• WHAT THE TASK ASKS:
These entries are to be retyped in full, word for word.

--- START ---

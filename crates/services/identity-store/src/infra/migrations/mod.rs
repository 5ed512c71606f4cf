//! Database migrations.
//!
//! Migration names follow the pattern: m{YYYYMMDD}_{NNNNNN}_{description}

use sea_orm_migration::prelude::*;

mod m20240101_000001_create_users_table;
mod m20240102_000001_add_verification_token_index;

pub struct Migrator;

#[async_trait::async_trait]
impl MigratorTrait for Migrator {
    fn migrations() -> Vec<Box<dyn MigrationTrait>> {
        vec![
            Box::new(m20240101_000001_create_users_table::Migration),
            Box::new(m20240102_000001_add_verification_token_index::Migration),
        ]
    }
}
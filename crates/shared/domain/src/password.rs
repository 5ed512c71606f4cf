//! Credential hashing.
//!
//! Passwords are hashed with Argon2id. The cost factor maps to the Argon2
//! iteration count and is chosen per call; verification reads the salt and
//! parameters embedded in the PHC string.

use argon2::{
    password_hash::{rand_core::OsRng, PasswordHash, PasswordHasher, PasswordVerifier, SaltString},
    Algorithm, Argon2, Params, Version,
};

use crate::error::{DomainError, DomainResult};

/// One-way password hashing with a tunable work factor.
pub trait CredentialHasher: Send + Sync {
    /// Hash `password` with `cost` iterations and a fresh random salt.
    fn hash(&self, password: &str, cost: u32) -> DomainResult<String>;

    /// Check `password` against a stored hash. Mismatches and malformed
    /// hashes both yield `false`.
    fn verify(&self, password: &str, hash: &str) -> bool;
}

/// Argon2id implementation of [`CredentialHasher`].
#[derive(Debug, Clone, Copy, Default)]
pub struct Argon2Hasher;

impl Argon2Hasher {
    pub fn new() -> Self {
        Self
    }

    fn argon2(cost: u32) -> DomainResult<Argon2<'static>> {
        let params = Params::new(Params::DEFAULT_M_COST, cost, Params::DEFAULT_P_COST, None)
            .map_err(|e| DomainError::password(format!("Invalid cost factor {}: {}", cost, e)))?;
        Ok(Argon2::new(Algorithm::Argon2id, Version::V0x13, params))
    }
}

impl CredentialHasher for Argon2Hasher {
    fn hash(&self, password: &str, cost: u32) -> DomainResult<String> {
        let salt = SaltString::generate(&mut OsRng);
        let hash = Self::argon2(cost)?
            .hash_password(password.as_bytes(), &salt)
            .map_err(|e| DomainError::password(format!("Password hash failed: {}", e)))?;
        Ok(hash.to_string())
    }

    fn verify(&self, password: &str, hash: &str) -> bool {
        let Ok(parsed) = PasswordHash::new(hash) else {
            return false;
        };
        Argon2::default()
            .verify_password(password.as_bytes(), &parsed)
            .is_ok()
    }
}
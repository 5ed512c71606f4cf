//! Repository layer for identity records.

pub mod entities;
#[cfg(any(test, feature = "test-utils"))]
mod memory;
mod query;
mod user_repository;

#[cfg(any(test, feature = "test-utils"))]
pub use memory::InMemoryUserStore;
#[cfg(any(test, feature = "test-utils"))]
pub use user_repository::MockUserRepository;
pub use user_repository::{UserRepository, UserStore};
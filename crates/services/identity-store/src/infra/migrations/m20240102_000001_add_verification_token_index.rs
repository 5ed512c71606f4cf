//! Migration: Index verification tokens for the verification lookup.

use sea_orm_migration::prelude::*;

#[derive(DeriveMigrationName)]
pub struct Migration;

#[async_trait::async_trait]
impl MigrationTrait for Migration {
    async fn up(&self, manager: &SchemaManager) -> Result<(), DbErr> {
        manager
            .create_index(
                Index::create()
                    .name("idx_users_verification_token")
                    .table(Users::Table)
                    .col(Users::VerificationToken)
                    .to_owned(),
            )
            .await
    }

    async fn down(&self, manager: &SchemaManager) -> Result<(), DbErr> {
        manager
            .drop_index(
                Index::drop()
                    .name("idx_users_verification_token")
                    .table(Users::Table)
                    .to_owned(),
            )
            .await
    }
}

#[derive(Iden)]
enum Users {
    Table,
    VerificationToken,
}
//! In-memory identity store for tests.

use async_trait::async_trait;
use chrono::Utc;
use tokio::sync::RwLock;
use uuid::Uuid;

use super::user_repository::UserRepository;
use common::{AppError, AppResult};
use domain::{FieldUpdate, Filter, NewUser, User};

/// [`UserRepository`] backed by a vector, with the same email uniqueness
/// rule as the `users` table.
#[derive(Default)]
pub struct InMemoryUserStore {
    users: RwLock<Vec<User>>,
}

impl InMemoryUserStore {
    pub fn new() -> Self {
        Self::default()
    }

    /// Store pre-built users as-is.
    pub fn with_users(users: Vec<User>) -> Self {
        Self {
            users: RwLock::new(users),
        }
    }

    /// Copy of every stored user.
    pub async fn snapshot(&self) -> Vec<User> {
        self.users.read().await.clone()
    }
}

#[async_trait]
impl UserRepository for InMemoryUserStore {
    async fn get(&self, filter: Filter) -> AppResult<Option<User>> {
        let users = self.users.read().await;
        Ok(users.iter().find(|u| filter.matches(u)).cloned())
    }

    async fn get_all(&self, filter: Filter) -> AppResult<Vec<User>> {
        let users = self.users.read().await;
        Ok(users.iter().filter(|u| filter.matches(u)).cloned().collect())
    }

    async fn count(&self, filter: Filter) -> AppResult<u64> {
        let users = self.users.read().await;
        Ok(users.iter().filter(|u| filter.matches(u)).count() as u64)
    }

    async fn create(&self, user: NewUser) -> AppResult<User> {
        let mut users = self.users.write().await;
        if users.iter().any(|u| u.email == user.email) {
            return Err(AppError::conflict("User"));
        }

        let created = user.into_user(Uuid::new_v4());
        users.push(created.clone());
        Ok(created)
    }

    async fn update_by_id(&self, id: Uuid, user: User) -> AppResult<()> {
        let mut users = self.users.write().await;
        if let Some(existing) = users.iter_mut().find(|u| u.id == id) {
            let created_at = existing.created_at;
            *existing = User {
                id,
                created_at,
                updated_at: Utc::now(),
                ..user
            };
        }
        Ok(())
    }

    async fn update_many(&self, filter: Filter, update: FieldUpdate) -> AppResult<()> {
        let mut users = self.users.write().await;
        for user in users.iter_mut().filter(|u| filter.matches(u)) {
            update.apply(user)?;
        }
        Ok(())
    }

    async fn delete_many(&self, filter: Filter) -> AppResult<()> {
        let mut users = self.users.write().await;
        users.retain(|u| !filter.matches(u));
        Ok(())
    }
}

--- END ---

• EXERCISE SOLUTION:
filename crates/services/identity-store/src/infra/migrations/mod.rs
repository 5ed512c71606f4cf
//! Database migrations.
//!
//! Migration names follow the pattern: m{YYYYMMDD}_{NNNNNN}_{description}

use sea_orm_migration::prelude::*;

mod m20240101_000001_create_users_table;
mod m20240102_000001_add_verification_token_index;

pub struct Migrator;

#[async_trait::async_trait]
impl MigratorTrait for Migrator {
    fn migrations() -> Vec<Box<dyn MigrationTrait>> {
        vec![
            Box::new(m20240101_000001_create_users_table::Migration),
            Box::new(m20240102_000001_add_verification_token_index::Migration),
        ]
    }
}
filename crates/shared/domain/src/password.rs
repository 5ed512c71606f4cf
//! Credential hashing.
//!
//! Passwords are hashed with Argon2id. The cost factor maps to the Argon2
//! iteration count and is chosen per call; verification reads the salt and
//! parameters embedded in the PHC string.

use argon2::{
    password_hash::{rand_core::OsRng, PasswordHash, PasswordHasher, PasswordVerifier, SaltString},
    Algorithm, Argon2, Params, Version,
};

use crate::error::{DomainError, DomainResult};

/// One-way password hashing with a tunable work factor.
pub trait CredentialHasher: Send + Sync {
    /// Hash `password` with `cost` iterations and a fresh random salt.
    fn hash(&self, password: &str, cost: u32) -> DomainResult<String>;

    /// Check `password` against a stored hash. Mismatches and malformed
    /// hashes both yield `false`.
    fn verify(&self, password: &str, hash: &str) -> bool;
}

/// Argon2id implementation of [`CredentialHasher`].
#[derive(Debug, Clone, Copy, Default)]
pub struct Argon2Hasher;

impl Argon2Hasher {
    pub fn new() -> Self {
        Self
    }

    fn argon2(cost: u32) -> DomainResult<Argon2<'static>> {
        let params = Params::new(Params::DEFAULT_M_COST, cost, Params::DEFAULT_P_COST, None)
            .map_err(|e| DomainError::password(format!("Invalid cost factor {}: {}", cost, e)))?;
        Ok(Argon2::new(Algorithm::Argon2id, Version::V0x13, params))
    }
}

impl CredentialHasher for Argon2Hasher {
    fn hash(&self, password: &str, cost: u32) -> DomainResult<String> {
        let salt = SaltString::generate(&mut OsRng);
        let hash = Self::argon2(cost)?
            .hash_password(password.as_bytes(), &salt)
            .map_err(|e| DomainError::password(format!("Password hash failed: {}", e)))?;
        Ok(hash.to_string())
    }

    fn verify(&self, password: &str, hash: &str) -> bool {
        let Ok(parsed) = PasswordHash::new(hash) else {
            return false;
        };
        Argon2::default()
            .verify_password(password.as_bytes(), &parsed)
            .is_ok()
    }
}
repository 5ed512c71606f4cf
//! Repository layer for identity records.

pub mod entities;
#[cfg(any(test, feature = "test-utils"))]
mod memory;
mod query;
mod user_repository;

#[cfg(any(test, feature = "test-utils"))]
pub use memory::InMemoryUserStore;
#[cfg(any(test, feature = "test-utils"))]
pub use user_repository::MockUserRepository;
pub use user_repository::{UserRepository, UserStore};
filename crates/services/identity-store/src/infra/migrations/m20240102_000001_add_verification_token_index.rs
repository 5ed512c71606f4cf
//! Migration: Index verification tokens for the verification lookup.

use sea_orm_migration::prelude::*;

#[derive(DeriveMigrationName)]
pub struct Migration;

#[async_trait::async_trait]
impl MigrationTrait for Migration {
    async fn up(&self, manager: &SchemaManager) -> Result<(), DbErr> {
        manager
            .create_index(
                Index::create()
                    .name("idx_users_verification_token")
                    .table(Users::Table)
                    .col(Users::VerificationToken)
                    .to_owned(),
            )
            .await
    }

    async fn down(&self, manager: &SchemaManager) -> Result<(), DbErr> {
        manager
            .drop_index(
                Index::drop()
                    .name("idx_users_verification_token")
                    .table(Users::Table)
                    .to_owned(),
            )
            .await
    }
}

#[derive(Iden)]
enum Users {
    Table,
    VerificationToken,
}
//! In-memory identity store for tests.

use async_trait::async_trait;
use chrono::Utc;
use tokio::sync::RwLock;
use uuid::Uuid;

use super::user_repository::UserRepository;
use common::{AppError, AppResult};
use domain::{FieldUpdate, Filter, NewUser, User};

/// [`UserRepository`] backed by a vector, with the same email uniqueness
/// rule as the `users` table.
#[derive(Default)]
pub struct InMemoryUserStore {
    users: RwLock<Vec<User>>,
}

impl InMemoryUserStore {
    pub fn new() -> Self {
        Self::default()
    }

    /// Store pre-built users as-is.
    pub fn with_users(users: Vec<User>) -> Self {
        Self {
            users: RwLock::new(users),
        }
    }

    /// Copy of every stored user.
    pub async fn snapshot(&self) -> Vec<User> {
        self.users.read().await.clone()
    }
}

#[async_trait]
impl UserRepository for InMemoryUserStore {
    async fn get(&self, filter: Filter) -> AppResult<Option<User>> {
        let users = self.users.read().await;
        Ok(users.iter().find(|u| filter.matches(u)).cloned())
    }

    async fn get_all(&self, filter: Filter) -> AppResult<Vec<User>> {
        let users = self.users.read().await;
        Ok(users.iter().filter(|u| filter.matches(u)).cloned().collect())
    }

    async fn count(&self, filter: Filter) -> AppResult<u64> {
        let users = self.users.read().await;
        Ok(users.iter().filter(|u| filter.matches(u)).count() as u64)
    }

    async fn create(&self, user: NewUser) -> AppResult<User> {
        let mut users = self.users.write().await;
        if users.iter().any(|u| u.email == user.email) {
            return Err(AppError::conflict("User"));
        }

        let created = user.into_user(Uuid::new_v4());
        users.push(created.clone());
        Ok(created)
    }

    async fn update_by_id(&self, id: Uuid, user: User) -> AppResult<()> {
        let mut users = self.users.write().await;
        if let Some(existing) = users.iter_mut().find(|u| u.id == id) {
            let created_at = existing.created_at;
            *existing = User {
                id,
                created_at,
                updated_at: Utc::now(),
                ..user
            };
        }
        Ok(())
    }

    async fn update_many(&self, filter: Filter, update: FieldUpdate) -> AppResult<()> {
        let mut users = self.users.write().await;
        for user in users.iter_mut().filter(|u| filter.matches(u)) {
            update.apply(user)?;
        }
        Ok(())
    }

    async fn delete_many(&self, filter: Filter) -> AppResult<()> {
        let mut users = self.users.write().await;
        users.retain(|u| !filter.matches(u));
        Ok(())
    }
}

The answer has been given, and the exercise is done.